Data for this exercise.
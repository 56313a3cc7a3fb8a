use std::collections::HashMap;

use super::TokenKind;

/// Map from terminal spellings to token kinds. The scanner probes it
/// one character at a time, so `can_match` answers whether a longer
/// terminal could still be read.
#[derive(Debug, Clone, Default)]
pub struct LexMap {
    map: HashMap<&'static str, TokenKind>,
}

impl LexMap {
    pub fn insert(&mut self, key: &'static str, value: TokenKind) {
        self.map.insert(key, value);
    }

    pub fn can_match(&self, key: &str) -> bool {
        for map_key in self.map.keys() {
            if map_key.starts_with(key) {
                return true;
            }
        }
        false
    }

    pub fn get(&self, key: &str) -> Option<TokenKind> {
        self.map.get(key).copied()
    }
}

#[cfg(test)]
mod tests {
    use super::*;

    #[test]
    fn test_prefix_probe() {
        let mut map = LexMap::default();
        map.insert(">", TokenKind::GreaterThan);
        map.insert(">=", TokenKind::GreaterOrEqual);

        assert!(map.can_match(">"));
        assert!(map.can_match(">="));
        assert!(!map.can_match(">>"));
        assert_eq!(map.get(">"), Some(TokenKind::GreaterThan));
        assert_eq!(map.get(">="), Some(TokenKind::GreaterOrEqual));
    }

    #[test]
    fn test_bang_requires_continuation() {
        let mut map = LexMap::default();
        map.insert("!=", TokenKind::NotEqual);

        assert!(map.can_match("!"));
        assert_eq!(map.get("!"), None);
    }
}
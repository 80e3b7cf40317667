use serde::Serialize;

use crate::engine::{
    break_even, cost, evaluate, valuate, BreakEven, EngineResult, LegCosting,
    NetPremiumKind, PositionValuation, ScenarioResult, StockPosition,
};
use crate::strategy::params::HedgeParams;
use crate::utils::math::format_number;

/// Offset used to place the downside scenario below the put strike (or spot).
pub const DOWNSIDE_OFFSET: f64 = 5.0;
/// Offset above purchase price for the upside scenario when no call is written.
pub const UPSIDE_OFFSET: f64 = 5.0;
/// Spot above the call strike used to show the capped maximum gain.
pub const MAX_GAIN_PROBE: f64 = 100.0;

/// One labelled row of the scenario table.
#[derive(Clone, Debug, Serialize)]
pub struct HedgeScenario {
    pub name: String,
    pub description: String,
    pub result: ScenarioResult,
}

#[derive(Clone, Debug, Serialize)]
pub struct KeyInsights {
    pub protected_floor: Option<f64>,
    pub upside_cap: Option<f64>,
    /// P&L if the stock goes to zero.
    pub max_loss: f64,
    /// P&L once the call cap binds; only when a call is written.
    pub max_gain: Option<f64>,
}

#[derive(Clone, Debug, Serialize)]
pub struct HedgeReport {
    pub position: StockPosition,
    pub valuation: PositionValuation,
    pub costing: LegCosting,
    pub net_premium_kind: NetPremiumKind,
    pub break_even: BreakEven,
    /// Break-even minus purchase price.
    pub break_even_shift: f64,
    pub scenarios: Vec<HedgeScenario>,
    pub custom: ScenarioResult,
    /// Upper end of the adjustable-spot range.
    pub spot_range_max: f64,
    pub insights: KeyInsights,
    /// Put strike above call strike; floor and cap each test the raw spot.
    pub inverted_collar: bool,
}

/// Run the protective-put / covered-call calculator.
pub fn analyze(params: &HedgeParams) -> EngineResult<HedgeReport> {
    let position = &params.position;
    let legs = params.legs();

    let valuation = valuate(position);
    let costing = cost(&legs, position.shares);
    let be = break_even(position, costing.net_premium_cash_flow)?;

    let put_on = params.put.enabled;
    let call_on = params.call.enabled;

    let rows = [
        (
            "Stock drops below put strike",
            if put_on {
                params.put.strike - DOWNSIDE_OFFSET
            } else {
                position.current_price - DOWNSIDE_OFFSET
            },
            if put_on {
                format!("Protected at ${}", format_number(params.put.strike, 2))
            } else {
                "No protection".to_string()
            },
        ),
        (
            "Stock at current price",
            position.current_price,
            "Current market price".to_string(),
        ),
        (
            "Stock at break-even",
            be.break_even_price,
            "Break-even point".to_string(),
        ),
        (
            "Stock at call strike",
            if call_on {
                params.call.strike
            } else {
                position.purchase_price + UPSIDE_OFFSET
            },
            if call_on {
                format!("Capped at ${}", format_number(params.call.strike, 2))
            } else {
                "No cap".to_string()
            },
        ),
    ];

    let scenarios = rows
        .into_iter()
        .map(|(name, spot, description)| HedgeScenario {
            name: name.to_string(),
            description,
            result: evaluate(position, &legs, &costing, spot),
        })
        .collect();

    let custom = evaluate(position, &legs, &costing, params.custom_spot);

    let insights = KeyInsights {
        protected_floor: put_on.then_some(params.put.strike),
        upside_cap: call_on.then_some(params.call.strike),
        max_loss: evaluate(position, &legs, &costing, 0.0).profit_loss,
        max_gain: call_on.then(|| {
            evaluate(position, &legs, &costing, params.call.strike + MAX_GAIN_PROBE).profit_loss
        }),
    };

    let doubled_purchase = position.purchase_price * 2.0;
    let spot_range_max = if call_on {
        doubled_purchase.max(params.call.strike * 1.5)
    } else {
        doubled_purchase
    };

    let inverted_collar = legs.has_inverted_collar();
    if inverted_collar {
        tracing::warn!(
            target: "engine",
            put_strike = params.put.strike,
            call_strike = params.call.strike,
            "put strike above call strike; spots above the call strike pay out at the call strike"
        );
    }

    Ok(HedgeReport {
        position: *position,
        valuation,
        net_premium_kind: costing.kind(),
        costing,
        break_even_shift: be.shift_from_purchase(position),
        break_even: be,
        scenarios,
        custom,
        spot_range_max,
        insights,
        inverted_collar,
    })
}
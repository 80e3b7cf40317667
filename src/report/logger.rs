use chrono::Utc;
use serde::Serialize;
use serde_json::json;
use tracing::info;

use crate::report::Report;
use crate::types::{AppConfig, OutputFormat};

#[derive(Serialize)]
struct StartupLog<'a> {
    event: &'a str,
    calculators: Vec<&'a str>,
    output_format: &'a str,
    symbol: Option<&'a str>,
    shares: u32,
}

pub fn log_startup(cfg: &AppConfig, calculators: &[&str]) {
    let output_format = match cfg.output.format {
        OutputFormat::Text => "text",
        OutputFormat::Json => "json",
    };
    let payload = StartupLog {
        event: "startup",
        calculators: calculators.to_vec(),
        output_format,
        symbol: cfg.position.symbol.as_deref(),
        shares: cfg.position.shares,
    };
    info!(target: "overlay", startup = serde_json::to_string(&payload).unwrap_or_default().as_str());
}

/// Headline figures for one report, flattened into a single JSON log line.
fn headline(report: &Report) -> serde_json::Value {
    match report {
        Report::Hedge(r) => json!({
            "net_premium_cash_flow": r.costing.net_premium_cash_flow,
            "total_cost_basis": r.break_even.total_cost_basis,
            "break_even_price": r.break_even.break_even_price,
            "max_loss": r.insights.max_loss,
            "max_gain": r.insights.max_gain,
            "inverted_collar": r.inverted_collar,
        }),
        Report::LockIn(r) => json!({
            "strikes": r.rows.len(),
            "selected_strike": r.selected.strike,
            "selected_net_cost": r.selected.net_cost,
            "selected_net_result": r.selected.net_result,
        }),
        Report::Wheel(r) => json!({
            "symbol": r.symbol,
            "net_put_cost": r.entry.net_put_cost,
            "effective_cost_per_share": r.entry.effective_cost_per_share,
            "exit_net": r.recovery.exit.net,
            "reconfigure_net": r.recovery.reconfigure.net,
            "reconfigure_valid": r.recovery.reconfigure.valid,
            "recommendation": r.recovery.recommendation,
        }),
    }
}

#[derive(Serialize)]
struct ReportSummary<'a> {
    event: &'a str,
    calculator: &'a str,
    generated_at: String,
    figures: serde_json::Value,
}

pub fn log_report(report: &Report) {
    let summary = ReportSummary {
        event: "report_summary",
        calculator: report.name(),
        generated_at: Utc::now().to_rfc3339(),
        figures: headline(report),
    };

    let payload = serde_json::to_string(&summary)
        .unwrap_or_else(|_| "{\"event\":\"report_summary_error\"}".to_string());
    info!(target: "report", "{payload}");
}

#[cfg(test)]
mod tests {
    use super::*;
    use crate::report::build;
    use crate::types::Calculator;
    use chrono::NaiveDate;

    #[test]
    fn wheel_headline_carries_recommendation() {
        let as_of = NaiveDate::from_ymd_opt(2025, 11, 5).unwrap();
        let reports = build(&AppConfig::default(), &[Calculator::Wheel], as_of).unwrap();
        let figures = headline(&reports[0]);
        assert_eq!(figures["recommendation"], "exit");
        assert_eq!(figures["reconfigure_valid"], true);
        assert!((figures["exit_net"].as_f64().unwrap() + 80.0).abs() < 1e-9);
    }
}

Your instructions. Find each line in the listing above that contains "types", and copy that line.

Problem solution.
use crate::types::{AppConfig, OutputFormat};
    use crate::types::Calculator;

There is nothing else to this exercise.